Outside the United States grants, subventions or subsidies are used to in similar fashion by government or private charities to subsidize programs and projects that fit within the funding criteria of the grant-giving entity or donor.  Grants can be unrestricted, to be used by the recipient in any fashion within the perimeter of the recipient organization's activities or they may be restricted to a specific purpose by the benefactor.

American definition
Federal grants are defined and governed by the Federal Grant and Cooperative Agreement Act of 1977, as incorporated in Title 31 Section 6304 of the U.S. Code.  A Federal grant is a:
"...legal instrument reflecting the relationship between the United States Government and a State, a local government, or other entity when 1) the principal purpose of the relationship is to transfer a thing of value to the State or local government or other recipient to carry out a public purpose of support or stimulation authorized by a law of the United States instead of acquiring (by purchase, lease, or barter) property or services for the direct benefit or use of the United States Government; and 2) substantial involvement is not expected between the executive agency and the State, local government, or other recipient when carrying out the activity contemplated in the agreement."
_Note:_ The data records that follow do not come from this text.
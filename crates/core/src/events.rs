//! Process-wide event stream
//!
//! A broadcast channel carrying engine events. The sink is cheap to clone
//! and constructor-injected so tests can observe or replace it.

use tokio::sync::broadcast;

use crate::device_id::DeviceId;

/// Folder activity states surfaced to observers.
#[derive(Debug, Clone, Copy, PartialEq, Eq)]
pub enum FolderActivity {
    Idle,
    Scanning,
    Pulling,
    Stopped,
}

/// Engine events.
#[derive(Debug, Clone)]
pub enum Event {
    FolderStateChanged {
        folder: String,
        activity: FolderActivity,
        error: Option<String>,
    },
    LocalIndexUpdated {
        folder: String,
        items: usize,
    },
    RemoteIndexUpdated {
        device: DeviceId,
        folder: String,
        items: usize,
    },
    ItemFinished {
        folder: String,
        item: String,
        error: Option<String>,
    },
    DeviceConnected {
        device: DeviceId,
    },
    DeviceDisconnected {
        device: DeviceId,
    },
    DeviceRenamed {
        device: DeviceId,
        name: String,
    },
    ConfigSaved,
}

/// Fan-out sender for [`Event`]s. Publishing with no subscribers is fine.
#[derive(Clone)]
pub struct EventSink {
    tx: broadcast::Sender<Event>,
}

impl Default for EventSink {
    fn default() -> Self {
        Self::new()
    }
}

impl EventSink {
    #[must_use]
    pub fn new() -> Self {
        let (tx, _rx) = broadcast::channel(512);
        Self { tx }
    }

    pub fn publish(&self, event: Event) {
        // Send fails only when nobody listens, which is not an error.
        let _ = self.tx.send(event);
    }

    #[must_use]
    pub fn subscribe(&self) -> broadcast::Receiver<Event> {
        self.tx.subscribe()
    }
}

#[cfg(test)]
mod tests {
    use super::*;

    #[tokio::test]
    async fn test_publish_and_receive() {
        let sink = EventSink::new();
        let mut rx = sink.subscribe();
        sink.publish(Event::ConfigSaved);
        assert!(matches!(rx.recv().await.unwrap(), Event::ConfigSaved));
    }

    #[test]
    fn test_publish_without_subscribers() {
        let sink = EventSink::new();
        sink.publish(Event::ConfigSaved); // must not panic
    }
}
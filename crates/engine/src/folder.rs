//! Per-folder runner: scan and pull scheduling
//!
//! One task per running folder. It owns scanning and pulling for its
//! folder, driven by the rescan timer and by explicit triggers (incoming
//! index updates, watcher-style nudges). Pull triggers coalesce: any
//! number of nudges during a pull schedule exactly one follow-up.
//! Stopping cancels the task and joins it; a stopped runner leaves no
//! task behind.

use std::sync::Arc;
use std::time::Duration;

use parking_lot::Mutex;
use tokio::sync::{watch, Notify};
use tokio::task::JoinHandle;
use tokio_util::sync::CancellationToken;
use tracing::{debug, info, warn};

use meshsync_core::{
    Event, EventSink, FolderActivity, FolderConfig, FolderType, IgnoreMatcher, ShortId,
};
use meshsync_db::FileSet;

use crate::fs::Filesystem;
use crate::names::IGNORE_FILE;
use crate::puller::{pull_once, PullConfig};
use crate::scanner::{scan_folder, ScanConfig};
use crate::versioner::Versioner;
use crate::view::ClusterView;

/// A pull that keeps failing is retried this many times per cycle before
/// waiting for the next trigger.
const MAX_PULL_ITERATIONS: usize = 3;

/// Everything a folder runner owns or borrows.
pub struct FolderDeps {
    pub config: FolderConfig,
    pub fileset: Arc<FileSet>,
    pub fs: Arc<dyn Filesystem>,
    pub versioner: Arc<dyn Versioner>,
    pub view: Arc<dyn ClusterView>,
    pub events: EventSink,
    pub short_id: ShortId,
}

/// Handle to a running folder task.
pub struct FolderRunner {
    folder_id: String,
    cancel: CancellationToken,
    handle: tokio::sync::Mutex<Option<JoinHandle<()>>>,
    scan_notify: Arc<Notify>,
    pull_notify: Arc<Notify>,
    activity: watch::Receiver<FolderActivity>,
    error: Arc<Mutex<Option<String>>>,
}

impl FolderRunner {
    /// Start the runner task for a folder.
    #[must_use]
    pub fn spawn(deps: FolderDeps) -> Arc<Self> {
        let cancel = CancellationToken::new();
        let scan_notify = Arc::new(Notify::new());
        let pull_notify = Arc::new(Notify::new());
        let (activity_tx, activity_rx) = watch::channel(FolderActivity::Idle);
        let error = Arc::new(Mutex::new(None));

        let folder_id = deps.config.id.clone();
        info!(folder = %folder_id, "starting folder runner");

        let handle = tokio::spawn(run(
            deps,
            cancel.clone(),
            scan_notify.clone(),
            pull_notify.clone(),
            activity_tx,
            error.clone(),
        ));

        Arc::new(Self {
            folder_id,
            cancel,
            handle: tokio::sync::Mutex::new(Some(handle)),
            scan_notify,
            pull_notify,
            activity: activity_rx,
            error,
        })
    }

    #[must_use]
    pub fn folder_id(&self) -> &str {
        &self.folder_id
    }

    /// Ask for a scan soon.
    pub fn trigger_scan(&self) {
        self.scan_notify.notify_one();
    }

    /// Ask for a pull soon. Multiple triggers coalesce.
    pub fn trigger_pull(&self) {
        self.pull_notify.notify_one();
    }

    #[must_use]
    pub fn activity(&self) -> FolderActivity {
        *self.activity.borrow()
    }

    /// The folder's current health error, if any.
    #[must_use]
    pub fn error(&self) -> Option<String> {
        self.error.lock().clone()
    }

    /// Stop the runner and wait for its task to finish. Idempotent. The
    /// explicit join guarantees no two runner instances for the same
    /// folder overlap across a restart.
    pub async fn stop(&self) {
        self.cancel.cancel();
        if let Some(handle) = self.handle.lock().await.take() {
            if let Err(e) = handle.await {
                warn!(folder = %self.folder_id, "runner task panicked: {e}");
            }
        }
        debug!(folder = %self.folder_id, "folder runner stopped");
    }
}

struct RunState {
    deps: FolderDeps,
    activity_tx: watch::Sender<FolderActivity>,
    error: Arc<Mutex<Option<String>>>,
    cancel: CancellationToken,
}

async fn run(
    deps: FolderDeps,
    cancel: CancellationToken,
    scan_notify: Arc<Notify>,
    pull_notify: Arc<Notify>,
    activity_tx: watch::Sender<FolderActivity>,
    error: Arc<Mutex<Option<String>>>,
) {
    let mut rescan = tokio::time::interval(Duration::from_secs(
        deps.config.rescan_interval_s.max(1),
    ));
    rescan.set_missed_tick_behavior(tokio::time::MissedTickBehavior::Delay);

    let state = RunState {
        deps,
        activity_tx,
        error,
        cancel: cancel.clone(),
    };

    loop {
        tokio::select! {
            () = cancel.cancelled() => break,
            // The first tick fires immediately: the initial scan.
            _ = rescan.tick() => state.cycle(true).await,
            () = scan_notify.notified() => state.cycle(true).await,
            () = pull_notify.notified() => state.cycle(false).await,
        }
    }

    state.set_activity(FolderActivity::Stopped);
}

impl RunState {
    fn set_activity(&self, activity: FolderActivity) {
        let _ = self.activity_tx.send(activity);
        self.deps.events.publish(Event::FolderStateChanged {
            folder: self.deps.config.id.clone(),
            activity,
            error: self.error.lock().clone(),
        });
    }

    fn set_error(&self, error: Option<String>) {
        *self.error.lock() = error;
    }

    /// A folder is workable only when its path and marker exist.
    fn check_health(&self) -> bool {
        let root = self.deps.fs.root();
        if !root.is_dir() {
            self.set_error(Some("folder path missing".to_string()));
            self.set_activity(FolderActivity::Idle);
            return false;
        }
        if !self.deps.fs.exists(&self.deps.config.marker_name) {
            self.set_error(Some("folder marker missing".to_string()));
            self.set_activity(FolderActivity::Idle);
            return false;
        }
        true
    }

    async fn cycle(&self, scan: bool) {
        if !self.check_health() {
            return;
        }
        self.set_error(None);

        if scan {
            self.run_scan().await;
        }
        if self.deps.config.folder_type != FolderType::SendOnly {
            self.run_pull().await;
        }

        self.set_activity(FolderActivity::Idle);
    }

    async fn run_scan(&self) {
        self.set_activity(FolderActivity::Scanning);

        let fs = self.deps.fs.clone();
        let fileset = self.deps.fileset.clone();
        let config = ScanConfig {
            marker_name: self.deps.config.marker_name.clone(),
            mod_time_window_s: self.deps.config.mod_time_window_s,
            short_id: self.deps.short_id,
        };
        let cancel = self.cancel.clone();

        let result = tokio::task::spawn_blocking(move || {
            let ignore_path = fs.root().join(IGNORE_FILE);
            let ignores = IgnoreMatcher::load(&ignore_path)?;
            scan_folder(fs.as_ref(), &fileset, &ignores, &config, &cancel)
        })
        .await;

        match result {
            Ok(Ok(committed)) => {
                if !committed.is_empty() {
                    self.deps.events.publish(Event::LocalIndexUpdated {
                        folder: self.deps.config.id.clone(),
                        items: committed.len(),
                    });
                    self.deps
                        .view
                        .local_index_updated(&self.deps.config.id, committed)
                        .await;
                }
            }
            Ok(Err(e)) => {
                debug!(folder = %self.deps.config.id, "scan did not complete: {e}");
            }
            Err(e) => {
                warn!(folder = %self.deps.config.id, "scan task failed: {e}");
            }
        }
    }

    async fn run_pull(&self) {
        self.set_activity(FolderActivity::Pulling);

        let pull_config = PullConfig {
            folder_id: self.deps.config.id.clone(),
            short_id: self.deps.short_id,
            max_conflicts: self.deps.config.max_conflicts,
            copiers: self.deps.config.copiers,
            pullers: self.deps.config.pullers,
        };

        for _ in 0..MAX_PULL_ITERATIONS {
            if self.cancel.is_cancelled() {
                return;
            }
            let result = pull_once(
                self.deps.fileset.clone(),
                self.deps.fs.clone(),
                self.deps.versioner.clone(),
                self.deps.view.clone(),
                self.deps.events.clone(),
                pull_config.clone(),
                self.cancel.clone(),
            )
            .await;

            match result {
                Ok(summary) if summary.failed == 0 => return,
                Ok(summary) if !summary.made_progress() => {
                    // Stuck: every remaining item failed. Wait for new
                    // indexes or connections instead of spinning.
                    debug!(
                        folder = %self.deps.config.id,
                        failed = summary.failed,
                        "pull stalled, awaiting changes"
                    );
                    return;
                }
                Ok(_) => {}
                Err(e) => {
                    self.set_error(Some(format!("pull failed: {e}")));
                    return;
                }
            }
        }
    }
}

#[cfg(test)]
mod tests {
    use super::*;
    use crate::fs::RealFs;
    use crate::versioner::NoopVersioner;
    use crate::view::EmptyView;
    use meshsync_core::DeviceId;
    use meshsync_db::IndexDb;
    use tempfile::TempDir;

    fn deps_for(root: &TempDir, db_dir: &TempDir, folder_type: FolderType) -> FolderDeps {
        let db = Arc::new(IndexDb::open(db_dir.path()).unwrap());
        let fileset =
            Arc::new(FileSet::open("folder", DeviceId::from_raw([1u8; 32]), db).unwrap());
        let mut config = FolderConfig::new("folder", root.path());
        config.folder_type = folder_type;
        config.rescan_interval_s = 3600;
        FolderDeps {
            config,
            fileset,
            fs: Arc::new(RealFs::new(root.path())),
            versioner: Arc::new(NoopVersioner),
            view: Arc::new(EmptyView),
            events: EventSink::new(),
            short_id: ShortId(1),
        }
    }

    async fn wait_idle(runner: &FolderRunner) {
        for _ in 0..100 {
            tokio::time::sleep(Duration::from_millis(10)).await;
            if runner.activity() == FolderActivity::Idle {
                return;
            }
        }
        panic!("runner never became idle");
    }

    #[tokio::test(flavor = "multi_thread")]
    async fn test_initial_scan_indexes_files() {
        let root = TempDir::new().unwrap();
        let db_dir = TempDir::new().unwrap();
        std::fs::write(root.path().join(".stfolder"), "").unwrap();
        std::fs::write(root.path().join("hello.txt"), "hello").unwrap();

        let deps = deps_for(&root, &db_dir, FolderType::SendReceive);
        let fileset = deps.fileset.clone();
        let runner = FolderRunner::spawn(deps);

        wait_idle(&runner).await;
        assert!(fileset.local("hello.txt").is_some());
        assert!(runner.error().is_none());
        runner.stop().await;
        assert_eq!(runner.activity(), FolderActivity::Stopped);
    }

    #[tokio::test(flavor = "multi_thread")]
    async fn test_marker_missing_suspends() {
        let root = TempDir::new().unwrap();
        let db_dir = TempDir::new().unwrap();
        std::fs::write(root.path().join("data.txt"), "x").unwrap();

        let deps = deps_for(&root, &db_dir, FolderType::SendReceive);
        let fileset = deps.fileset.clone();
        let runner = FolderRunner::spawn(deps);

        tokio::time::sleep(Duration::from_millis(100)).await;
        assert_eq!(runner.error().as_deref(), Some("folder marker missing"));
        assert!(fileset.local("data.txt").is_none());

        // Marker appears; the next scan trigger recovers.
        std::fs::write(root.path().join(".stfolder"), "").unwrap();
        runner.trigger_scan();
        for _ in 0..100 {
            tokio::time::sleep(Duration::from_millis(10)).await;
            if fileset.local("data.txt").is_some() {
                break;
            }
        }
        assert!(fileset.local("data.txt").is_some());
        assert!(runner.error().is_none());
        runner.stop().await;
    }

    #[tokio::test(flavor = "multi_thread")]
    async fn test_stop_joins_task() {
        let root = TempDir::new().unwrap();
        let db_dir = TempDir::new().unwrap();
        std::fs::write(root.path().join(".stfolder"), "").unwrap();

        let deps = deps_for(&root, &db_dir, FolderType::SendReceive);
        let runner = FolderRunner::spawn(deps);
        wait_idle(&runner).await;

        runner.stop().await;
        runner.stop().await; // idempotent
        assert_eq!(runner.activity(), FolderActivity::Stopped);
    }

    #[tokio::test(flavor = "multi_thread")]
    async fn test_send_only_scans_but_never_pulls() {
        let root = TempDir::new().unwrap();
        let db_dir = TempDir::new().unwrap();
        std::fs::write(root.path().join(".stfolder"), "").unwrap();
        std::fs::write(root.path().join("ours.txt"), "ours").unwrap();

        let deps = deps_for(&root, &db_dir, FolderType::SendOnly);
        let fileset = deps.fileset.clone();
        let runner = FolderRunner::spawn(deps);
        wait_idle(&runner).await;

        assert!(fileset.local("ours.txt").is_some());

        // A needed remote file appears; a send-only folder leaves it be.
        let content = b"remote content";
        let bs = meshsync_core::block_size(content.len() as u64);
        let remote = meshsync_core::FileInfo {
            name: "theirs.txt".to_string(),
            file_type: meshsync_core::FileType::File,
            size: content.len() as u64,
            permissions: 0o644,
            modified_s: 1000,
            modified_ns: 0,
            version: {
                let mut v = meshsync_core::Vector::new();
                v.update(ShortId(2));
                v
            },
            sequence: 1,
            deleted: false,
            invalid: false,
            no_permissions: false,
            block_size: bs,
            blocks: meshsync_core::hash_blocks(&content[..], bs).unwrap(),
            symlink_target: String::new(),
        };
        fileset
            .replace_remote(DeviceId::from_raw([2u8; 32]), vec![remote])
            .unwrap();

        runner.trigger_pull();
        tokio::time::sleep(Duration::from_millis(100)).await;
        assert!(!root.path().join("theirs.txt").exists());
        runner.stop().await;
    }
}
When an awarding agency expects to be substantially involved in a project (beyond routine monitoring and technical assistance), the law requires use of a cooperative agreement instead.  When the government is procuring goods or services for its own direct benefit, and not for a broader public purpose, the law requires use of a federal contract.

Types of grants

Categorical grants may be spent only for narrowly defined purposes and recipients often must match a portion of the federal funds. 33% of categorical grants are considered to be formula grants. About 90% of federal aid dollars are spent for categorical grants.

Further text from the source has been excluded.